Thursday 11 February 2010

Flexi-fuel drivers left high and dry after Government subsidy U-turn

Ben Webster, Environment Editor
Drivers who took the Government’s advice and chose a low-emission car could be left with a white elephant after a U-turn by ministers.
Britain’s biggest supplier of biofuels will announce today that it is closing its pumps because the Government is ending financial support from April.
It is the second time in five years that the Government has changed its mind and cancelled subsidies after encouraging motorists to invest in a particular type of green car.
In 2005 it withdrew grants for drivers to convert their cars to LPG. Now motoring groups are advising drivers to think very carefully before accepting Government grants for electric cars because ministers’ current enthusiasm for them may not last.

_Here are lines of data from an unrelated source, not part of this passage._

//! Upload validation.
//!
//! Checks run in a fixed order and short-circuit on the first failure:
//! non-empty upload, size limit, declared-extension allow-list, content-
//! sniffed MIME allow-list, and finally a structural decode proving the
//! bytes are a real image with extractable dimensions. Each rejection maps
//! to its own user-safe message; the technical detail stays in the log.

use std::path::Path;

use crate::sniff::sniff_mime;

#[derive(Debug, thiserror::Error)]
pub enum ValidationError {
    #[error("empty or truncated upload")]
    EmptyFile,

    #[error("file too large: {size} bytes (max {max})")]
    FileTooLarge { size: usize, max: usize },

    #[error("missing file extension: {0}")]
    MissingExtension(String),

    #[error("invalid file extension: {extension} (allowed: {allowed:?})")]
    InvalidExtension {
        extension: String,
        allowed: Vec<String>,
    },

    #[error("content type not allowed: {detected}")]
    DisallowedContentType { detected: String },

    #[error("file does not decode as an image")]
    NotAnImage,
}

impl ValidationError {
    /// Distinct, pre-approved user message per rejection reason. Never
    /// includes the detected technical detail verbatim.
    pub fn user_message(&self, max_bytes: usize) -> String {
        match self {
            ValidationError::EmptyFile => {
                "File upload was interrupted or empty. Please try again.".to_string()
            }
            ValidationError::FileTooLarge { .. } => format!(
                "File is too large. Maximum size is {}MB.",
                max_bytes / 1024 / 1024
            ),
            ValidationError::MissingExtension(_) | ValidationError::InvalidExtension { .. } => {
                "Invalid file type. Only jpg, jpeg, png, gif files are allowed.".to_string()
            }
            ValidationError::DisallowedContentType { .. } => {
                "Invalid file format detected. Please ensure you're uploading a valid image."
                    .to_string()
            }
            ValidationError::NotAnImage => {
                "File is not a valid image. Please upload a proper image file.".to_string()
            }
        }
    }
}

/// Dimensions and sniffed MIME of an accepted upload.
#[derive(Debug, Clone)]
pub struct AcceptedImage {
    pub width: u32,
    pub height: u32,
    pub mime: &'static str,
}

pub struct UploadValidator {
    max_file_size: usize,
    allowed_extensions: Vec<String>,
    allowed_content_types: Vec<String>,
}

impl UploadValidator {
    pub fn new(
        max_file_size: usize,
        allowed_extensions: Vec<String>,
        allowed_content_types: Vec<String>,
    ) -> Self {
        Self {
            max_file_size,
            allowed_extensions,
            allowed_content_types,
        }
    }

    pub fn max_file_size(&self) -> usize {
        self.max_file_size
    }

    /// Validate an uploaded file against size, extension, sniffed content
    /// type, and structural decodability, in that order.
    pub fn validate(&self, filename: &str, data: &[u8]) -> Result<AcceptedImage, ValidationError> {
        if data.is_empty() {
            return Err(ValidationError::EmptyFile);
        }

        if data.len() > self.max_file_size {
            return Err(ValidationError::FileTooLarge {
                size: data.len(),
                max: self.max_file_size,
            });
        }

        let extension = Path::new(filename)
            .extension()
            .and_then(|e| e.to_str())
            .map(|e| e.to_lowercase())
            .ok_or_else(|| ValidationError::MissingExtension(filename.to_string()))?;

        if !self.allowed_extensions.contains(&extension) {
            return Err(ValidationError::InvalidExtension {
                extension,
                allowed: self.allowed_extensions.clone(),
            });
        }

        let mime = sniff_mime(data).ok_or_else(|| ValidationError::DisallowedContentType {
            detected: "unknown".to_string(),
        })?;

        if !self.allowed_content_types.iter().any(|ct| ct == mime) {
            return Err(ValidationError::DisallowedContentType {
                detected: mime.to_string(),
            });
        }

        let (width, height) = image::load_from_memory(data)
            .map(|img| (img.width(), img.height()))
            .map_err(|e| {
                tracing::debug!(error = %e, filename = %filename, "image decode failed");
                ValidationError::NotAnImage
            })?;

        Ok(AcceptedImage {
            width,
            height,
            mime,
        })
    }
}
pub mod error;
pub mod handlers;
pub mod router;
pub mod service;
pub mod session_store;
pub mod state;

pub use router::build_router;
pub use service::{Action, ActionInput, TryonService, UploadedFile};
pub use session_store::SessionStore;
pub use state::AppState;
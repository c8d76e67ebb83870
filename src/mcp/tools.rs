//! Tool registration table.
//!
//! Every callable tool is one row: name, description, input schema, and
//! handler. `tools/list` and `tools/call` are both served from this table,
//! so adding a tool means adding exactly one entry here.

use crate::mcp::protocol::error_codes;
use crate::token::Erc1155Error;
use crate::utils;
use crate::AppState;
use futures::future::BoxFuture;
use serde_json::{json, Value};

/// Failure from a tool handler, carrying the JSON-RPC error code the
/// dispatcher responds with.
#[derive(Debug)]
pub struct ToolError {
    pub code: i32,
    pub message: String,
}

impl ToolError {
    pub fn invalid_params(message: impl Into<String>) -> Self {
        Self {
            code: error_codes::INVALID_PARAMS,
            message: message.into(),
        }
    }

    pub fn internal(message: impl Into<String>) -> Self {
        Self {
            code: error_codes::INTERNAL_ERROR,
            message: message.into(),
        }
    }
}

impl From<Erc1155Error> for ToolError {
    fn from(err: Erc1155Error) -> Self {
        match err {
            Erc1155Error::NotFound(_) | Erc1155Error::UnsupportedChain { .. } => {
                ToolError::invalid_params(err.to_string())
            }
            _ => ToolError::internal(err.to_string()),
        }
    }
}

/// Summary line plus structured payload; the dispatcher folds both into the
/// MCP result shape.
pub type ToolResult = Result<(String, Value), ToolError>;

pub type ToolHandler = for<'a> fn(&'a Value, &'a AppState) -> BoxFuture<'a, ToolResult>;

pub struct ToolDef {
    pub name: &'static str,
    pub description: &'static str,
    pub input_schema: fn() -> Value,
    pub handler: ToolHandler,
}

pub static TOOLS: [ToolDef; 7] = [
    ToolDef {
        name: "get_token_info_by_symbol",
        description: "Look up a registered ERC1155 token by symbol on the connected chain.",
        input_schema: token_info_schema,
        handler: get_token_info_by_symbol,
    },
    ToolDef {
        name: "get_erc1155_balance",
        description: "Get the ERC1155 balance of an owner for a token id.",
        input_schema: balance_schema,
        handler: get_erc1155_balance,
    },
    ToolDef {
        name: "get_erc1155_balance_batch",
        description: "Get ERC1155 balances for several (owner, token id) pairs in one call.",
        input_schema: balance_batch_schema,
        handler: get_erc1155_balance_batch,
    },
    ToolDef {
        name: "transfer_erc1155",
        description: "Transfer an amount of an ERC1155 token id (signed tx).",
        input_schema: transfer_schema,
        handler: transfer_erc1155,
    },
    ToolDef {
        name: "batch_transfer_erc1155",
        description: "Transfer several ERC1155 token ids in one transaction (signed tx).",
        input_schema: batch_transfer_schema,
        handler: batch_transfer_erc1155,
    },
    ToolDef {
        name: "set_approval_for_all",
        description: "Grant or revoke an operator for all of the sender's ERC1155 tokens (signed tx).",
        input_schema: set_approval_schema,
        handler: set_approval_for_all,
    },
    ToolDef {
        name: "is_approved_for_all",
        description: "Check whether an operator is approved for all of an owner's ERC1155 tokens.",
        input_schema: is_approved_schema,
        handler: is_approved_for_all,
    },
];

pub fn find(name: &str) -> Option<&'static ToolDef> {
    TOOLS.iter().find(|t| t.name == name)
}

/// Tool definitions in the shape `tools/list` returns.
pub fn list() -> Value {
    Value::Array(
        TOOLS
            .iter()
            .map(|t| {
                json!({
                    "name": t.name,
                    "description": t.description,
                    "inputSchema": (t.input_schema)()
                })
            })
            .collect(),
    )
}

// --- Schemas ---

fn token_info_schema() -> Value {
    json!({"type": "object", "properties": {"symbol": {"type": "string", "description": "Token symbol, matched case-insensitively."}}, "required": ["symbol"], "additionalProperties": false})
}

fn balance_schema() -> Value {
    json!({"type": "object", "properties": {"tokenAddress": {"type": "string"}, "owner": {"type": "string", "description": "0x address or resolvable name (e.g. ENS)."}, "id": {"type": "string", "description": "Token id as a decimal string."}}, "required": ["tokenAddress", "owner", "id"], "additionalProperties": false})
}

fn balance_batch_schema() -> Value {
    json!({"type": "object", "properties": {"tokenAddress": {"type": "string"}, "owners": {"type": "array", "items": {"type": "string"}}, "ids": {"type": "array", "items": {"type": "string"}, "description": "Token ids as decimal strings, one per owner."}}, "required": ["tokenAddress", "owners", "ids"], "additionalProperties": false})
}

fn transfer_schema() -> Value {
    json!({"type": "object", "properties": {"tokenAddress": {"type": "string"}, "from": {"type": "string"}, "to": {"type": "string"}, "id": {"type": "string"}, "value": {"type": "string", "description": "Amount as a decimal string."}, "data": {"type": "string", "description": "Optional 0x-prefixed hex payload, defaults to 0x."}}, "required": ["tokenAddress", "from", "to", "id", "value"], "additionalProperties": false})
}

fn batch_transfer_schema() -> Value {
    json!({"type": "object", "properties": {"tokenAddress": {"type": "string"}, "from": {"type": "string"}, "to": {"type": "string"}, "ids": {"type": "array", "items": {"type": "string"}}, "values": {"type": "array", "items": {"type": "string"}}, "data": {"type": "string"}}, "required": ["tokenAddress", "from", "to", "ids", "values"], "additionalProperties": false})
}

fn set_approval_schema() -> Value {
    json!({"type": "object", "properties": {"tokenAddress": {"type": "string"}, "operator": {"type": "string"}, "approved": {"type": "boolean"}}, "required": ["tokenAddress", "operator", "approved"], "additionalProperties": false})
}

fn is_approved_schema() -> Value {
    json!({"type": "object", "properties": {"tokenAddress": {"type": "string"}, "owner": {"type": "string"}, "operator": {"type": "string"}}, "required": ["tokenAddress", "owner", "operator"], "additionalProperties": false})
}

// --- Handlers ---

fn get_token_info_by_symbol<'a>(args: &'a Value, state: &'a AppState) -> BoxFuture<'a, ToolResult> {
    Box::pin(async move {
        let symbol: String = utils::get_required_arg(args, "symbol")?;
        let info = state.service.lookup_by_symbol(&symbol)?;
        let summary = format!("{} is {} on this chain", info.symbol, info.contract_address);
        Ok((summary, json!(info)))
    })
}

fn get_erc1155_balance<'a>(args: &'a Value, state: &'a AppState) -> BoxFuture<'a, ToolResult> {
    Box::pin(async move {
        let token: String = utils::get_required_arg(args, "tokenAddress")?;
        let owner: String = utils::get_required_arg(args, "owner")?;
        let id: String = utils::get_required_arg(args, "id")?;
        let id = utils::parse_u256(&id, "id")?;
        let balance = state.service.balance_of(&token, &owner, id).await?;
        Ok((
            format!("ERC1155 balance is {}", balance),
            json!({"balance": balance.to_string()}),
        ))
    })
}

fn get_erc1155_balance_batch<'a>(args: &'a Value, state: &'a AppState) -> BoxFuture<'a, ToolResult> {
    Box::pin(async move {
        let token: String = utils::get_required_arg(args, "tokenAddress")?;
        let owners: Vec<String> = utils::get_required_arg(args, "owners")?;
        let ids: Vec<String> = utils::get_required_arg(args, "ids")?;
        let ids = utils::parse_u256_list(&ids, "ids")?;
        let balances = state.service.balance_of_batch(&token, &owners, &ids).await?;
        let balances: Vec<String> = balances.iter().map(|b| b.to_string()).collect();
        Ok((
            format!("ERC1155 balanceOfBatch returned {} balances", balances.len()),
            json!({"balances": balances}),
        ))
    })
}

fn transfer_erc1155<'a>(args: &'a Value, state: &'a AppState) -> BoxFuture<'a, ToolResult> {
    Box::pin(async move {
        let token: String = utils::get_required_arg(args, "tokenAddress")?;
        let from: String = utils::get_required_arg(args, "from")?;
        let to: String = utils::get_required_arg(args, "to")?;
        let id: String = utils::get_required_arg(args, "id")?;
        let value: String = utils::get_required_arg(args, "value")?;
        let id = utils::parse_u256(&id, "id")?;
        let value = utils::parse_u256(&value, "value")?;
        let data = match utils::get_optional_arg::<String>(args, "data")? {
            Some(hex) => Some(utils::parse_hex_bytes(&hex, "data")?),
            None => None,
        };
        let hash = state
            .service
            .safe_transfer_from(&token, &from, &to, id, value, data)
            .await?;
        Ok((
            "ERC1155 transfer sent".to_string(),
            json!({"transactionHash": format!("{:?}", hash)}),
        ))
    })
}

fn batch_transfer_erc1155<'a>(args: &'a Value, state: &'a AppState) -> BoxFuture<'a, ToolResult> {
    Box::pin(async move {
        let token: String = utils::get_required_arg(args, "tokenAddress")?;
        let from: String = utils::get_required_arg(args, "from")?;
        let to: String = utils::get_required_arg(args, "to")?;
        let ids: Vec<String> = utils::get_required_arg(args, "ids")?;
        let values: Vec<String> = utils::get_required_arg(args, "values")?;
        let ids = utils::parse_u256_list(&ids, "ids")?;
        let values = utils::parse_u256_list(&values, "values")?;
        let data = match utils::get_optional_arg::<String>(args, "data")? {
            Some(hex) => Some(utils::parse_hex_bytes(&hex, "data")?),
            None => None,
        };
        let hash = state
            .service
            .safe_batch_transfer_from(&token, &from, &to, &ids, &values, data)
            .await?;
        Ok((
            "ERC1155 batch transfer sent".to_string(),
            json!({"transactionHash": format!("{:?}", hash)}),
        ))
    })
}

fn set_approval_for_all<'a>(args: &'a Value, state: &'a AppState) -> BoxFuture<'a, ToolResult> {
    Box::pin(async move {
        let token: String = utils::get_required_arg(args, "tokenAddress")?;
        let operator: String = utils::get_required_arg(args, "operator")?;
        let approved: bool = utils::get_required_arg(args, "approved")?;
        let hash = state
            .service
            .set_approval_for_all(&token, &operator, approved)
            .await?;
        Ok((
            format!("ERC1155 operator approval set to {}", approved),
            json!({"transactionHash": format!("{:?}", hash)}),
        ))
    })
}

fn is_approved_for_all<'a>(args: &'a Value, state: &'a AppState) -> BoxFuture<'a, ToolResult> {
    Box::pin(async move {
        let token: String = utils::get_required_arg(args, "tokenAddress")?;
        let owner: String = utils::get_required_arg(args, "owner")?;
        let operator: String = utils::get_required_arg(args, "operator")?;
        let approved = state
            .service
            .is_approved_for_all(&token, &owner, &operator)
            .await?;
        Ok((
            format!("operator approval is {}", approved),
            json!({"approved": approved}),
        ))
    })
}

Morrisons will withdraw pumps at 144 filling stations that dispense B30, a blend of 30 per cent biodiesel and 70 per cent ordinary diesel, which is used in 5,000 vehicles.
The supermarket group is also considering withdrawing E85, a blend of 15 per cent normal petrol and 85 per cent ethanol. Businesses and individuals which have adapted their vehicles to use the high blends of biofuels will find that their investment has been wasted. They will have to revert to using ordinary petrol and diesel and will no longer be able to claim any environmental advantage.
Avon & Somerset Police, Somerset County Council, Wessex Water, Wessex Grain and the Environment Agency all bought fleets of flexible-fuel vehicles on the assumption that the Government would continue its 20p a litre duty discount on ethanol. This will be withdrawn on April 1.
Edmund King, the president of the AA, said: “People who invested in these vehicles capable of taking these high blends of biofuel are being left high and dry.”